M. Demeur qui craignait l'apoplexie, se livrait d'habitude à de longues marches et était resté d'une grande robustesse malgré son âge. La maladie de cœur qui l'a emporté avait pendant quelque temps suspendu ses excursions quotidiennes.

Quand on l'a pris du fiacre qui l'avait emmené chez lui, il avait les membres crispés et la bouche tordue par les dernières souffrances. Son visage accentué était tiré et sa taille semblait réduite.

De nombreux visiteurs appartenant surtout à sa famille, très nombreuse, et d'anciens amis ont rendu visite à sa dépouille dans la soirée.


(Extrait du Peuple, du 30 mai 1892)

Notre vénérable ami et maître Victor Considérant, le meilleur et le plus savant disciple de Charles Fourier, était lié intimement avec feu Adolphe Demeur.
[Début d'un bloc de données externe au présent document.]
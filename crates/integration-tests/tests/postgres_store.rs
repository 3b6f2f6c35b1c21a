//! Integration tests for the `PostgreSQL` cart backend.
//!
//! Require a running database named by `CART_TEST_DATABASE_URL`; the
//! migrations are applied on connect.

#![allow(clippy::unwrap_used)]

use std::sync::Arc;
use std::time::Duration;

use basket_cart::remote::PgCartStore;
use basket_cart::{RemoteCartStore, db};
use basket_core::{ItemId, UserId};
use basket_integration_tests::{fixed_now, row, row_pairs, spawn_store};
use secrecy::SecretString;

async fn connect() -> PgCartStore {
    let url = std::env::var("CART_TEST_DATABASE_URL").unwrap();
    let pool = db::create_pool(&SecretString::from(url)).await.unwrap();
    db::run_migrations(&pool).await.unwrap();
    PgCartStore::new(pool)
}

#[tokio::test]
#[ignore = "Requires running PostgreSQL"]
async fn test_replace_then_fetch() {
    let store = connect().await;
    let user = UserId::random();

    store
        .replace_rows(user, &[row(user, 1, 2), row(user, 3, 1)])
        .await
        .unwrap();
    store.replace_rows(user, &[row(user, 4, 5)]).await.unwrap();

    let rows = store.fetch_rows(user).await.unwrap();
    assert_eq!(row_pairs(&rows), vec![(4, 5)]);
    assert!(rows.iter().all(|row| row.updated_at.is_some()));
}

#[tokio::test]
#[ignore = "Requires running PostgreSQL"]
async fn test_replace_with_nothing_deletes() {
    let store = connect().await;
    let user = UserId::random();

    store.replace_rows(user, &[row(user, 1, 2)]).await.unwrap();
    store.replace_rows(user, &[]).await.unwrap();

    assert!(store.fetch_rows(user).await.unwrap().is_empty());
}

#[tokio::test]
#[ignore = "Requires running PostgreSQL"]
async fn test_rows_are_scoped_to_user() {
    let store = connect().await;
    let alice = UserId::random();
    let bob = UserId::random();

    store.replace_rows(alice, &[row(alice, 1, 1)]).await.unwrap();
    store.replace_rows(bob, &[row(bob, 3, 2)]).await.unwrap();
    store.delete_rows(alice).await.unwrap();

    assert!(store.fetch_rows(alice).await.unwrap().is_empty());
    assert_eq!(row_pairs(&store.fetch_rows(bob).await.unwrap()), vec![(3, 2)]);
}

#[tokio::test]
#[ignore = "Requires running PostgreSQL"]
async fn test_cart_store_round_trip_through_postgres() {
    let remote: Arc<dyn RemoteCartStore> = Arc::new(connect().await);
    let user = UserId::random();

    let writer = spawn_store(Arc::clone(&remote), Duration::ZERO);
    writer.bind_user(Some(user));
    writer.wait_idle().await.unwrap();
    writer.set_quantity(ItemId::new(1), 3);
    writer.shutdown().await.unwrap();

    let persisted = remote.fetch_rows(user).await.unwrap();
    assert_eq!(row_pairs(&persisted), vec![(1, 3)]);
    assert!(persisted.iter().all(|row| row.updated_at == Some(fixed_now())));

    let reader = spawn_store(remote, Duration::ZERO);
    reader.bind_user(Some(user));
    reader.wait_idle().await.unwrap();
    assert_eq!(reader.snapshot().quantity_of(ItemId::new(1)), 3);
}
Il avait été invité par celui que la mort vient de prendre si inopinément, à passer quelques jours à Groenendael.

Considérant, a écrit de Laon, où il se trouve et touchante lettre à la veuve Demeur. En voici le passage principal :

« Ah ! Madame ! Chère Madame, est-ce vrai ? Est-ce possible ? Oh ! mon cher petit Demeur ! Hier soir, je t'écrivais avec un sentiment de vie joie ! Je me réjouissait au sentiment de ta force, de ta jeunesse, que je prolongeais pour longtemps et qui me semblait devoir prolonger une partie de ma propre vie quand je serais parti moi-même ! Et voilà que ce matin, tout à l’heure, en ouvrant le Peuple, je vois cette affreuse bande noire et son cher nom : Adolphe Demeur !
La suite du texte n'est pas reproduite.